– Rozpętując konfrontację z Rosją o Ukrainę, Stany Zjednoczone i ich sojusznicy balansują niebezpiecznie na krawędzi konfliktu nuklearnego, a próby obwiniania za to Moskwy są absolutnie nie do przyjęcia – powiedziała Zacharowa, cytowana we wtorek przez agencję RIA Novosti.
Podkreśliła, że "próby wypaczania logiki odstraszania, na której opierają się oficjalne rosyjskie komentarze na temat kwestii nuklearnych" i przedstawianie Rosji jako kraju grożącego bronią jądrową, "są absolutnie nie do przyjęcia".
Szef CIA: Putin w desperacji może użyć broni jądrowej
Szef CIA Wiliam Burns już w kwietniu mówił o "potencjalnej desperacji" i niepowodzeniach Władimira Putina, którego siły poniosły ciężkie straty i zostały zmuszone do wycofania się z niektórych części północnej Ukrainy po nieudanym zdobyciu Kijowa.
– Z tych powodów nikt z nas nie może lekceważyć zagrożenia związanego z użyciem taktycznej broni jądrowej lub broni jądrowej o niskiej wydajności – powiedział Burns.

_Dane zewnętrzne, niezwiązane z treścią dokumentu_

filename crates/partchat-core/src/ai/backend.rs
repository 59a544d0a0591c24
use std::future::Future;
use std::time::Duration;

use reqwest::{Client, StatusCode};
use serde::Serialize;
use serde_json::Value;
use thiserror::Error;

use crate::ai::ChatBackend;
use crate::config::Config;
use crate::state::ChatMessage;

/// Content of the reply when the backend answered without a message
pub const NO_RESPONSE_MESSAGE: &str = "No response from backend";

/// Content of the reply when the backend could not be reached or answered garbage
pub const UNREACHABLE_MESSAGE: &str =
    "Error: Unable to reach backend. Please check if FastAPI is running.";

#[derive(Debug, Error)]
pub enum BackendError {
    #[error("failed to build HTTP client: {0}")]
    Build(#[source] reqwest::Error),
    #[error("request to backend failed: {0}")]
    Transport(#[source] reqwest::Error),
    #[error("backend returned status {0}")]
    Status(StatusCode),
    #[error("backend response is not valid JSON: {0}")]
    Decode(#[source] serde_json::Error),
}

impl BackendError {
    pub fn is_timeout(&self) -> bool {
        matches!(self, BackendError::Transport(e) if e.is_timeout())
    }
}

#[derive(Serialize)]
struct ChatRequest<'a> {
    query: &'a str,
}

/// Client for the assistant backend's `/chat` endpoint
#[derive(Clone)]
pub struct BackendClient {
    client: Client,
    endpoint: String,
}

impl BackendClient {
    pub fn new(endpoint: &str, timeout: Duration) -> Result<Self, BackendError> {
        let client = Client::builder()
            .timeout(timeout)
            .build()
            .map_err(BackendError::Build)?;

        Ok(Self {
            client,
            endpoint: endpoint.to_string(),
        })
    }

    pub fn from_config(config: &Config) -> Result<Self, BackendError> {
        Self::new(&config.backend_url, config.request_timeout())
    }

    pub fn endpoint(&self) -> &str {
        &self.endpoint
    }

    /// One round-trip to the backend. `Ok(None)` means the backend answered
    /// but the reply carried no usable `message`.
    pub async fn query(&self, query: &str) -> Result<Option<String>, BackendError> {
        let response = self
            .client
            .post(&self.endpoint)
            .json(&ChatRequest { query })
            .send()
            .await
            .map_err(BackendError::Transport)?;

        let status = response.status();
        if !status.is_success() {
            return Err(BackendError::Status(status));
        }

        let body = response.bytes().await.map_err(BackendError::Transport)?;
        let data: Value = serde_json::from_slice(&body).map_err(BackendError::Decode)?;

        Ok(data
            .get("message")
            .and_then(Value::as_str)
            .filter(|message| !message.is_empty())
            .map(str::to_string))
    }

    /// Turn a query into exactly one assistant message. Never fails.
    pub async fn send(&self, query: &str) -> ChatMessage {
        match self.query(query).await {
            Ok(Some(reply)) => ChatMessage::assistant(reply),
            Ok(None) => {
                tracing::debug!(endpoint = %self.endpoint, "Backend reply had no message field");
                ChatMessage::assistant(NO_RESPONSE_MESSAGE)
            }
            Err(e) => {
                tracing::warn!(
                    endpoint = %self.endpoint,
                    timeout = e.is_timeout(),
                    "Error connecting to backend: {e}"
                );
                ChatMessage::assistant(UNREACHABLE_MESSAGE)
            }
        }
    }
}

impl ChatBackend for BackendClient {
    fn send(&self, query: &str) -> impl Future<Output = ChatMessage> + Send {
        BackendClient::send(self, query)
    }
}
pub mod backend;

use std::future::Future;

use crate::state::ChatMessage;

pub use backend::{BackendClient, BackendError, NO_RESPONSE_MESSAGE, UNREACHABLE_MESSAGE};

/// Anything the conversation can hand a user query to.
///
/// `send` must always resolve to exactly one assistant message; failures are
/// folded into the message content rather than returned.
pub trait ChatBackend: Send + Sync + 'static {
    fn send(&self, query: &str) -> impl Future<Output = ChatMessage> + Send;
}
//! User management endpoints.

use axum::{
    Json, Router,
    extract::{Path, Query, State},
    routing::{get, post, put},
};
use crm_common::{AppError, AppResult};
use crm_db::entities::user::{self, UserStatus};
use crm_core::CreateUserInput;
use serde::Deserialize;

use crate::{
    endpoints::list_params,
    extractors::{AdminUser, AuthUser},
    middleware::AppState,
    response::{ApiResponse, ListResponse},
};

/// Create the users router.
pub fn router() -> Router<AppState> {
    Router::new()
        .route("/", get(list_users))
        .route("/", post(create_user))
        .route("/{id}", get(get_user))
        .route("/{id}/status", put(set_status))
}

/// List users of the caller's tenant, filterable.
async fn list_users(
    AuthUser(user): AuthUser,
    State(state): State<AppState>,
    Query(pairs): Query<Vec<(String, String)>>,
) -> AppResult<ApiResponse<ListResponse<user::Model>>> {
    let params = list_params(pairs);
    let (items, total) = state
        .user_service
        .list(&user.tenant_id, &params.request, params.limit, params.offset)
        .await?;

    Ok(ApiResponse::ok(ListResponse { items, total }))
}

/// Create a user in the caller's tenant.
async fn create_user(
    AdminUser(admin): AdminUser,
    State(state): State<AppState>,
    Json(input): Json<CreateUserInput>,
) -> AppResult<ApiResponse<user::Model>> {
    let created = state.user_service.create(&admin.tenant_id, input).await?;
    Ok(ApiResponse::ok(created))
}

/// Get a user by ID.
async fn get_user(
    AuthUser(user): AuthUser,
    State(state): State<AppState>,
    Path(id): Path<String>,
) -> AppResult<ApiResponse<user::Model>> {
    let found = state
        .user_service
        .get(&user.tenant_id, &id)
        .await?
        .ok_or_else(|| AppError::NotFound(format!("User not found: {id}")))?;

    Ok(ApiResponse::ok(found))
}

/// Status change request.
#[derive(Debug, Deserialize)]
pub struct SetStatusRequest {
    pub status: UserStatus,
}

/// Suspend or reinstate a user.
async fn set_status(
    AdminUser(admin): AdminUser,
    State(state): State<AppState>,
    Path(id): Path<String>,
    Json(req): Json<SetStatusRequest>,
) -> AppResult<ApiResponse<user::Model>> {
    let updated = state
        .user_service
        .set_status(&admin.tenant_id, &id, req.status)
        .await?;

    Ok(ApiResponse::ok(updated))
}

Zaznaczył jednak, że jak dotąd nie odnotowano żadnych dowodów wskazujących na taki ruch, mimo że już pod koniec lutego Putin nakazał postawić siły nuklearne w stan gotowości.
Według ekspertów Rosja ma około 2 tys. ładunków z taktyczną bronią jądrową, która może zostać dostarczona drogą powietrzną, morską lub lądową i użyta na polu bitwy.

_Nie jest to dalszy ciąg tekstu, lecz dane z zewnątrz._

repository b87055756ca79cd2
//! ID generation utilities.

use ulid::Ulid;
use uuid::Uuid;

/// ID generator for entities.
#[derive(Debug, Clone, Default)]
pub struct IdGenerator {
    _private: (),
}

impl IdGenerator {
    /// Create a new ID generator.
    #[must_use]
    pub const fn new() -> Self {
        Self { _private: () }
    }

    /// Generate a new ULID-based ID.
    ///
    /// ULIDs are:
    /// - Lexicographically sortable
    /// - Monotonically increasing within the same millisecond
    /// - Shorter than UUIDs when represented as strings
    #[must_use]
    pub fn generate(&self) -> String {
        Ulid::new().to_string().to_lowercase()
    }

    /// Generate a cryptographically secure random token.
    #[must_use]
    pub fn generate_token(&self) -> String {
        // Use UUID v4 for tokens (no time component for security)
        Uuid::new_v4().simple().to_string()
    }
}

#[cfg(test)]
mod tests {
    use super::*;

    #[test]
    fn test_generate_ulid() {
        let id_gen = IdGenerator::new();
        let id1 = id_gen.generate();
        let id2 = id_gen.generate();

        assert_eq!(id1.len(), 26);
        assert_eq!(id2.len(), 26);
        assert_ne!(id1, id2);
    }

    #[test]
    fn test_generate_token() {
        let id_gen = IdGenerator::new();
        let token = id_gen.generate_token();

        assert_eq!(token.len(), 32); // Simple UUID without hyphens
    }
}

Wojna na Ukrainie. Zachód odpowiada sankcji
Zdaniem dyrektora CIA Putin wierzył, że europejscy sojusznicy Waszyngtonu będą zajęci własną polityką wewnętrzną i że Rosja ma odpowiednią ilość rezerw walutowych, żeby przetrwać sankcje. – Udowodniono, że Putin się mylił – podkreślił Burns.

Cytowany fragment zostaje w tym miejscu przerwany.